[foreign-memaccess+abi] RFR: 8308858: FFM API and strings
Per Minborg
pminborg at openjdk.org
Mon Jun 5 07:18:30 UTC 2023
On Fri, 2 Jun 2023 18:25:33 GMT, Maurizio Cimadamore <mcimadamore at openjdk.org> wrote:
> This patch is an attempt to generalize string support in FFM API. Currently we only support UTF-8 encoding for strings. While this is a sensible default, on Windows strings are often encoded as wide strings, using UTF-16, so it would be nice to support more charsets.
>
> As a result, this patch adds a Charset-accepting variant to `MemorySegment::getString`, `MemorySegment::setString` and `MemorySegment::allocateString` (the methods have also been renamed to drop their `Utf8` suffix).
>
> However, not all charsets can be supported. In fact, we only support the charsets defined in the StandardCharset class. While we tried to use charset encoder/decoder to support *any* charset, it seems like the charset interface is too general, and there is no guarantee that what will come out would be interoperable with a null C string.
>
> In C (and C++), strings are either expressed as `char*` or `wchar_t*`. In the former case, no matter the encoding, the terminator char is expected to be `0x00` (e.g. the size of a `char` value), whereas in the latter case the terminator is expected to be `0x0000` or `0x0000000000` (the size of a `wchar_t` value, depending on platform).
>
> Moreover, C more or less requires that a string, whether expressed as `char*` or `wchar_t*` cannot contain any element in the array that is a terminator char. That is, in case of extended representations, surrogates must *not* use the reserved terminator values.
>
> There is no way really to map these restrictions to Java charsets. A Java charset can do pretty much anything it wants, even adding extra character at the end of a string (past the terminator) using the encoder's `flush` method. As a result, we can only really work with charsets we know of (and the list in `StandardCharsets` seems a good starting set).
>
> The subject of strings is quite tricky, and we noticed that other frameworks tend to get it [wrong](https://github.com/jnr/jnr-ffi/blob/master/src/main/java/jnr/ffi/util/BufferUtil.java#L63), often assuming that a wide string only has a single byte terminator.
>
> An alternative would be to do what LWJGL does, and provide multiple methods, for different encodings - e.g.
>
> https://javadoc.lwjgl.org/org/lwjgl/system/MemoryUtil.html#memASCII(long)

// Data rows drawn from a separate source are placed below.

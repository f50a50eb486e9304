//! 64-bit content hashes and the incremental combiner producing them.
//!
//! Arbor keys everything — extension types, file positions, source scopes,
//! subtree contents — by a compact 64-bit hash derived from BLAKE3. The
//! value zero is reserved to mean "no hash" ([`Hash64::NONE`]).

use serde::{Deserialize, Serialize};

/// A 64-bit content hash.
///
/// Derived from the first eight bytes of a BLAKE3 digest. `Hash64::NONE`
/// (zero) means "absent": a `type_hash` of NONE marks a node without an
/// extension, a `filepos_hash` of NONE marks a payload with no source
/// position.
#[derive(
    Clone, Copy, Debug, Default, PartialEq, Eq, Hash, PartialOrd, Ord, Serialize, Deserialize,
)]
#[serde(transparent)]
pub struct Hash64(u64);

impl Hash64 {
    /// The absent hash.
    pub const NONE: Hash64 = Hash64(0);

    /// Wrap a raw 64-bit value.
    pub const fn from_u64(v: u64) -> Self {
        Hash64(v)
    }

    /// The raw 64-bit value.
    pub const fn as_u64(self) -> u64 {
        self.0
    }

    /// Returns `true` if this is the absent hash.
    pub const fn is_none(self) -> bool {
        self.0 == 0
    }

    /// Hash a string, e.g. an extension type name or a type path.
    pub fn of_str(s: &str) -> Self {
        let mut h = ContentHasher::new();
        h.put_str(s);
        h.finish()
    }

    /// Hash a file path plus a byte offset, producing the reverse-lookup
    /// key for a declaration position.
    pub fn of_file_pos(file: &str, offset: u32) -> Self {
        let mut h = ContentHasher::new();
        h.put_str(file);
        h.put_u64(u64::from(offset));
        h.finish()
    }

    /// Short hex form for logs and summaries.
    pub fn short_hex(self) -> String {
        let bytes = self.0.to_be_bytes();
        hex::encode(&bytes[..4])
    }
}

impl std::fmt::Display for Hash64 {
    fn fmt(&self, f: &mut std::fmt::Formatter<'_>) -> std::fmt::Result {
        write!(f, "{}", hex::encode(self.0.to_be_bytes()))
    }
}

/// Incremental hash combiner.
///
/// Feeds length-prefixed fields into a BLAKE3 hasher so that adjacent
/// variable-length fields cannot collide by concatenation, and truncates
/// the digest to a [`Hash64`].
pub struct ContentHasher {
    inner: blake3::Hasher,
}

impl ContentHasher {
    /// Create a fresh combiner.
    pub fn new() -> Self {
        Self {
            inner: blake3::Hasher::new(),
        }
    }

    /// Feed a string field.
    pub fn put_str(&mut self, s: &str) -> &mut Self {
        self.put_u64(s.len() as u64);
        self.inner.update(s.as_bytes());
        self
    }

    /// Feed an unsigned integer field.
    pub fn put_u64(&mut self, v: u64) -> &mut Self {
        self.inner.update(&v.to_le_bytes());
        self
    }

    /// Feed a signed integer field.
    pub fn put_i64(&mut self, v: i64) -> &mut Self {
        self.inner.update(&v.to_le_bytes());
        self
    }

    /// Feed a boolean field.
    pub fn put_bool(&mut self, v: bool) -> &mut Self {
        self.inner.update(&[u8::from(v)]);
        self
    }

    /// Feed a previously computed hash.
    pub fn put_hash(&mut self, h: Hash64) -> &mut Self {
        self.put_u64(h.as_u64());
        self
    }

    /// Finalize into a [`Hash64`].
    pub fn finish(&self) -> Hash64 {
        let digest = self.inner.finalize();
        let mut bytes = [0u8; 8];
        bytes.copy_from_slice(&digest.as_bytes()[..8]);
        Hash64(u64::from_le_bytes(bytes))
    }
}

impl Default for ContentHasher {
    fn default() -> Self {
        Self::new()
    }
}

#[cfg(test)]
mod tests {
    use super::*;

    #[test]
    fn none_is_zero_and_absent() {
        assert_eq!(Hash64::NONE.as_u64(), 0);
        assert!(Hash64::NONE.is_none());
        assert!(!Hash64::from_u64(1).is_none());
    }

    #[test]
    fn of_str_is_deterministic_and_discriminating() {
        assert_eq!(Hash64::of_str("CacheEntry"), Hash64::of_str("CacheEntry"));
        assert_ne!(Hash64::of_str("CacheEntry"), Hash64::of_str("cacheentry"));
        assert!(!Hash64::of_str("").is_none());
    }

    #[test]
    fn file_pos_distinguishes_offset_and_file() {
        let a = Hash64::of_file_pos("src/a.cpp", 100);
        let b = Hash64::of_file_pos("src/a.cpp", 101);
        let c = Hash64::of_file_pos("src/b.cpp", 100);
        assert_ne!(a, b);
        assert_ne!(a, c);
    }

    #[test]
    fn combiner_is_field_order_sensitive() {
        let mut h1 = ContentHasher::new();
        h1.put_str("ab").put_str("c");
        let mut h2 = ContentHasher::new();
        h2.put_str("a").put_str("bc");
        assert_ne!(h1.finish(), h2.finish());
    }

    #[test]
    fn short_hex_is_eight_chars() {
        assert_eq!(Hash64::from_u64(0xdead_beef_0000_0000).short_hex(), "deadbeef");
    }

    #[test]
    fn serde_is_transparent() {
        let h = Hash64::from_u64(42);
        let json = serde_json::to_string(&h).unwrap();
        assert_eq!(json, "42");
        let back: Hash64 = serde_json::from_str(&json).unwrap();
        assert_eq!(back, h);
    }
}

> https://javadoc.lwjgl.org/org/lwjgl/system/MemoryUtil.html#memUTF16(long)
> https://javadoc.lwjgl.org/org/lwjgl/system/MemoryUtil.html#memUTF8(long)
>
> Anyway, I thought it would be a good idea to propose this PR and see what kind of feedback it generates :-)
Maybe the default charset will be the most likely to use and if so, we could provide some kind of optimized version (e.g. using a composed `MethodHandle`?) in the future. Perhaps it is good enough but it would be interesting to see some benchmarks.